*** EXCERPTED RECORDS Section Begins ***

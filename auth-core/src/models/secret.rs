//! Encrypted-secret blob stored by configuration management.

use serde::{Deserialize, Serialize};

/// Opaque encrypted secret. The core never stores the plaintext.
///
/// All fields are base64-encoded except the algorithm tag, which doubles as
/// the AEAD associated data so a blob cannot be silently re-labelled.
#[derive(Debug, Clone, PartialEq, Eq, Serialize, Deserialize)]
pub struct EncryptedSecret {
    pub ciphertext: String,
    pub nonce: String,
    pub salt: String,
    pub algorithm: String,
}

*** EXCERPTED RECORDS Section Ends ***

**ASSIGNED TASK**
Only the line that contains "by configuration management." and the lines after it, through the end of the data above, are to be repeated exactly.

**RESULT OF THE EXERCISE**
//! Encrypted-secret blob stored by configuration management.

use serde::{Deserialize, Serialize};

/// Opaque encrypted secret. The core never stores the plaintext.
///
/// All fields are base64-encoded except the algorithm tag, which doubles as
/// the AEAD associated data so a blob cannot be silently re-labelled.
#[derive(Debug, Clone, PartialEq, Eq, Serialize, Deserialize)]
pub struct EncryptedSecret {
    pub ciphertext: String,
    pub nonce: String,
    pub salt: String,
    pub algorithm: String,
}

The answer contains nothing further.